Aims: The aims of this study were to estimate potentially clinically important drug–drug interaction (DDI) prevalence, and the average causal effect of DDI exposure on adverse drug reaction (ADR)-related hospital admission, and to examine differences in health-related quality of life (HRQoL) and length of stay (LOS) per DDI exposure in an older (≥65 years) population acutely hospitalized. Methods: This was a cross-sectional study conducted among 798 older individuals acutely admitted to hospital in Ireland between 2016 and 2017. Medication (current/recently discontinued/over-the-counter) and clinical data (e.g., creatinine clearance) were available. DDIs were identified using the British National Formulary (BNF) and Stockley's Drug Interactions. Causal inference models for DDI exposure on ADR-related hospital admission were developed using directed acyclic graphs. Multivariable logistic regression was used to estimate the average causal effect. Differences in HRQoL (EQ-5D) and LOS per DDI exposure were examined non-parametrically. DDI prevalence, adjusted odds ratios (aOR), and 95% confidence intervals (CIs) are reported. Results: A total of 782 (98.0%) individuals using two or more drugs were included. Mean age was 80.9 (SD ± 7.5) years (range: 66–105); 52.2% were female; and 45.1% (n = 353) had an ADR-related admission.
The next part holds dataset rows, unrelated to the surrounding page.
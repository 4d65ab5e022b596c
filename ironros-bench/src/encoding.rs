//! Message fixtures and field walkers shared by the codec benchmarks.

use ironros_core::{
    CodecTable, Cursor, Duration, PrimitiveType, ReadBuffer, Result, Time, Value, WriteBuffer,
};

/// Number of range readings in [`scan_fields`].
pub const SCAN_RANGES: usize = 360;

/// Builds the fields of a laser-scan-like message, in schema order.
#[must_use]
pub fn scan_fields() -> Vec<(PrimitiveType, Value)> {
    let ranges = (0..SCAN_RANGES).map(|i| i as f32 * 0.01).collect::<Vec<_>>();
    vec![
        (PrimitiveType::Uint32, Value::Uint32(1)),
        (PrimitiveType::Time, Value::Time(Time::new(1_700_000_000, 0))),
        (PrimitiveType::String, Value::from("base_scan")),
        (PrimitiveType::Float32, Value::Float32(-2.35)),
        (PrimitiveType::Float32, Value::Float32(2.35)),
        (PrimitiveType::Duration, Value::Duration(Duration::from_nanos(25_000_000))),
        (PrimitiveType::Float32, Value::from(ranges)),
        (PrimitiveType::Int64, Value::Int64(-1)),
    ]
}

/// Returns the encoded size of `fields`.
#[must_use]
pub fn encoded_len(fields: &[(PrimitiveType, Value)]) -> usize {
    fields.iter().map(|(_, value)| value.encoded_len()).sum()
}

/// Encodes `fields` back to back from offset zero.
///
/// # Errors
/// Propagates the first field error.
pub fn encode_fields<B: WriteBuffer + ?Sized>(
    table: &CodecTable,
    fields: &[(PrimitiveType, Value)],
    buffer: &mut B,
) -> Result<usize> {
    fields
        .iter()
        .try_fold(0, |offset, (ty, value)| table.encode(*ty, value, buffer, offset))
}

/// Decodes a message laid out like `fields`, using their array lengths.
///
/// # Errors
/// Propagates the first field error.
pub fn decode_fields<B: ReadBuffer + ?Sized>(
    table: &CodecTable,
    fields: &[(PrimitiveType, Value)],
    buffer: &B,
) -> Result<Vec<Value>> {
    let mut cursor = Cursor::default();
    fields
        .iter()
        .map(|(ty, value)| match value.as_array() {
            Some(items) => table.decode_array(*ty, buffer, &mut cursor, items.len()),
            None => table.decode(*ty, buffer, &mut cursor),
        })
        .collect()
}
At admission, 316 (40.4% [95% CI: 37.0–43.9]) patients had at least one DDI. The average causal effect of DDI exposure on ADR-related hospital admission was aOR = 1.21 [95% CI: 0.89–1.64]. This was significantly increased by exposure to: DDIs which increase bleeding risk (aOR = 2.00 [1.26–3.12]); aspirin-warfarin (aOR = 2.78 [1.37–5.65]); and esomeprazole-escitalopram (aOR = 3.22 [1.13–10.25]. DDI-exposed patients had lower HRQoL (mean EQ-5D = 0.49 [±0.39]) compared those non-DDI-exposed (mean EQ-5D = 0.57 [±0.41]), (P =.03); and greater median LOS in hospital (8 [IQR5–16]days) compared those non-DDI-exposed (7 [IQR 4–14] days),(P =.04). Conclusions: Potentially clinically important DDIs carry an increased average causal effect on ADR-related admission, significantly (two-fold) by exposure to DDIs that increase bleeding risk, which should be targeted for medicine optimization.